Each line of the data below from the one holding "self.entries.values()" to the one holding "pub fn stage_file(&mut", inclusive, is to be reproduced exactly; no other line belongs in the answer.
──────── RECORD EXCERPTS
//! The [`StagingIndex`] structure managing staged files in memory.
//!
//! All operations are in-memory and accept already-read bytes; reading files
//! from the working tree and persisting the index are the caller's job.

use std::collections::BTreeMap;

use mvc_crypto::ContentHasher;
use mvc_store::{IndexRecord, StagedEntry};
use mvc_types::{FileRecord, RepoPath};
use tracing::debug;

/// What staging a file did to the index.
#[derive(Clone, Copy, Debug, PartialEq, Eq)]
pub enum StageOutcome {
    /// The path was not staged before.
    Added,
    /// The path was staged with different content; the fingerprint changed.
    Updated,
    /// The path was already staged with identical content.
    Unchanged,
}

/// The staging index: which files go into the next commit.
///
/// Keys are unique by path. Entries are not re-validated against the working
/// tree after staging; a file deleted after `add` is only noticed at commit
/// time.
#[derive(Clone, Debug, Default, PartialEq, Eq)]
pub struct StagingIndex {
    entries: BTreeMap<RepoPath, FileRecord>,
}

impl StagingIndex {
    /// Create a new empty index.
    pub fn new() -> Self {
        Self::default()
    }

    /// Number of staged files.
    pub fn len(&self) -> usize {
        self.entries.len()
    }

    /// Returns `true` if nothing is staged.
    pub fn is_empty(&self) -> bool {
        self.entries.is_empty()
    }

    /// Get the record for a path.
    pub fn get(&self, path: &RepoPath) -> Option<&FileRecord> {
        self.entries.get(path)
    }

    /// Iterate over staged records in path order.
    pub fn records(&self) -> impl Iterator<Item = &FileRecord> {
        self.entries.values()
    }

    /// Staged paths in order.
    pub fn paths(&self) -> Vec<RepoPath> {
        self.entries.keys().cloned().collect()
    }

    /// Stage `content` under `path`, inserting or overwriting its record.
    pub fn stage_file(&mut self, path: &RepoPath, content: &[u8]) -> StageOutcome {
        let fingerprint = ContentHasher::BLOB.hash(content);
        let outcome = match self.entries.get(path) {
            None => StageOutcome::Added,
            Some(existing) if existing.fingerprint == fingerprint => StageOutcome::Unchanged,
            Some(_) => StageOutcome::Updated,
        };
        if outcome != StageOutcome::Unchanged {
            self.entries
                .insert(path.clone(), FileRecord::new(path.clone(), fingerprint));
        }
        debug!(path = %path, fingerprint = %fingerprint.short_hex(7), ?outcome, "staged file");
        outcome
    }

    /// Reset to empty.
    pub fn clear(&mut self) {
        self.entries.clear();
    }

    /// Rebuild from the persisted record.
    pub fn from_record(record: &IndexRecord) -> Self {
        let entries = record
            .entries
            .iter()
            .map(|(path, entry)| (path.clone(), FileRecord::new(path.clone(), entry.fingerprint)))
            .collect();
        Self { entries }
    }

    /// Convert into the persisted record form.
    pub fn to_record(&self) -> IndexRecord {
        IndexRecord {
            entries: self
                .entries
                .iter()
                .map(|(path, record)| {
                    (
                        path.clone(),
                        StagedEntry {
                            fingerprint: record.fingerprint,
                        },
                    )
                })
                .collect(),
        }
    }
}
impl Repository {
    /// Create a new repository at `root` and open it.
    ///
    /// Writes the default configuration alongside the empty index and HEAD.
    pub fn init(root: impl Into<PathBuf>) -> SdkResult<Self> {
        let root = root.into();
        let store = FsRepositoryStore::open(&root);
        let config = MvcConfig::default();
        let rendered = config.to_toml().map_err(|reason| SdkError::Config {
            path: store.layout().config(),
            reason,
        })?;
        store.initialize_with(&[(Layout::CONFIG_FILE, rendered.as_bytes())])?;
        Self::assemble(store, config)
    }

    /// Open an existing repository at `root`.
    pub fn open(root: impl Into<PathBuf>) -> SdkResult<Self> {
        let store = FsRepositoryStore::open(root);
        if !store.is_initialized() {
            return Err(SdkError::NotARepository {
                root: store.layout().root().to_path_buf(),
            });
        }
        let config = MvcConfig::load(&store.layout().config())?;
        Self::assemble(store, config)
    }

    fn assemble(store: FsRepositoryStore, config: MvcConfig) -> SdkResult<Self> {
        let tree = WorkTree::new(store.layout().root(), &config.ignore)?;
        Ok(Self {
            store,
            config,
            tree,
        })
    }

    // ---- Accessors ----

    pub fn root(&self) -> &Path {
        self.store.layout().root()
    }

    pub fn config(&self) -> &MvcConfig {
        &self.config
    }

    /// Commit id shortened to the configured length.
    pub fn short_id(&self, id: &Fingerprint) -> String {
        id.short_hex(self.config.short_id_len)
    }

    /// The commit HEAD points to, if any.
    pub fn head(&self) -> SdkResult<Option<Fingerprint>> {
        Ok(self.store.read_head()?)
    }

    /// The staging index as currently persisted.
    pub fn staged(&self) -> SdkResult<StagingIndex> {
        Ok(StagingIndex::from_record(&self.store.load_index()?))
    }

    // ---- Commands ----

    /// Stage the current content of `file`.
    pub fn add(&self, file: &str) -> SdkResult<(RepoPath, StageOutcome)> {
        let path = self.tree.resolve(file)?;
        let content = self.tree.read_bytes(&path)?;

        let mut index = self.staged()?;
        let outcome = index.stage_file(&path, &content);
        if outcome != StageOutcome::Unchanged {
            self.store.save_index(&index.to_record())?;
        }
        Ok((path, outcome))
    }

    /// Snapshot every staged file, advance HEAD and clear the index.
    ///
    /// All staged files are read before anything is written; a file deleted
    /// since `add` aborts the commit with [`SdkError::FileNotFound`].
    pub fn commit(&self, message: &str) -> SdkResult<CommitSummary> {
        let index = self.staged()?;

        let mut contents = BTreeMap::new();
        for path in index.paths() {
            let text = self
                .tree
                .read_string(&path)?
                .ok_or_else(|| SdkError::FileNotFound(path.to_string()))?;
            contents.insert(path, text);
        }

        let commit = create_commit(message, &index, &contents)?;
        let newly_written = self.store.save_commit(&commit)?;
        self.store.write_head(&commit.id())?;
        self.store.save_index(&IndexRecord::new())?;

        info!(
            commit = %self.short_id(&commit.id()),
            files = commit.files().len(),
            newly_written,
            "committed"
        );
        Ok(CommitSummary {
            commit,
            newly_written,
        })
    }

    /// Every commit, newest first.
    pub fn log(&self) -> SdkResult<Vec<Commit>> {
        Ok(history(&self.store)?)
    }

    /// Compare the working tree against the HEAD commit.
    ///
    /// Before the first commit the comparison is against an empty snapshot.
    pub fn status(&self) -> SdkResult<StatusReport> {
        let staged = self.staged()?.paths();
        let head = self.store.head_commit()?;
        let committed = head.as_ref().map(Commit::contents).unwrap_or_default();
        let current = self.tree.scan()?;

        let reconciliation = reconcile(&committed, &current);
        let changes = reconciliation
            .modified
            .iter()
            .map(|path| {
                let (old, new) = (&committed[path], &current[path]);
                FileChange {
                    path: path.clone(),
                    diff: line_diff(old, new),
                    hunks: diff_hunks(old, new, self.config.diff_context),
                }
            })
            .collect();

        debug!(
            modified = reconciliation.modified.len(),
            added = reconciliation.added.len(),
            deleted = reconciliation.deleted.len(),
            "status"
        );
        Ok(StatusReport {
            head: head.map(|c| c.id()),
            staged,
            reconciliation,
            changes,
        })
    }

    /// Restore the commit identified by `prefix` into the working tree.
    pub fn checkout(
        &self,
        prefix: &str,
        confirm: &mut dyn ConfirmOverwrite,
    ) -> SdkResult<CheckoutReport> {
        let report = CheckoutCoordinator::new(&self.store, &self.tree)
            .with_preview(self.config.checkout_preview)
            .checkout(prefix, confirm)?;
        Ok(report)
    }
}
use serde::{Deserialize, Serialize};

use crate::fingerprint::Fingerprint;
use crate::path::RepoPath;

/// A tracked file's content at a point in time.
///
/// Immutable once created: restaging a path replaces the record rather than
/// mutating it.
#[derive(Clone, Debug, PartialEq, Eq, Hash, Serialize, Deserialize)]
pub struct FileRecord {
    /// Repository-relative path.
    pub path: RepoPath,
    /// Fingerprint of the file's bytes when it was staged.
    pub fingerprint: Fingerprint,
}

impl FileRecord {
    /// Create a new file record.
    pub fn new(path: RepoPath, fingerprint: Fingerprint) -> Self {
        Self { path, fingerprint }
    }
}
use mvc_diff::LineDiff;
use mvc_types::RepoPath;

use crate::error::CheckoutResult;

/// Read and write access to the working tree.
pub trait WorkingFiles {
    /// Current text of `path`, or `None` if the file does not exist.
    fn read_text(&self, path: &RepoPath) -> CheckoutResult<Option<String>>;

    /// Write `content` to `path`, creating intermediate directories.
    fn write_text(&self, path: &RepoPath, content: &str) -> CheckoutResult<()>;
}

/// Asks whether a differing working file may be overwritten.
///
/// The implementation is expected to show `preview` to the user. Returning
/// `false`, including when no answer can be read, keeps the file as it is.
pub trait ConfirmOverwrite {
    fn confirm(&mut self, path: &RepoPath, preview: &LineDiff) -> bool;
}

impl<F> ConfirmOverwrite for F
where
    F: FnMut(&RepoPath, &LineDiff) -> bool,
{
    fn confirm(&mut self, path: &RepoPath, preview: &LineDiff) -> bool {
        self(path, preview)
    }
}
────────────────
• [ANSWER BOX]
        self.entries.values()
    }

    /// Staged paths in order.
    pub fn paths(&self) -> Vec<RepoPath> {
        self.entries.keys().cloned().collect()
    }

    /// Stage `content` under `path`, inserting or overwriting its record.
    pub fn stage_file(&mut self, path: &RepoPath, content: &[u8]) -> StageOutcome {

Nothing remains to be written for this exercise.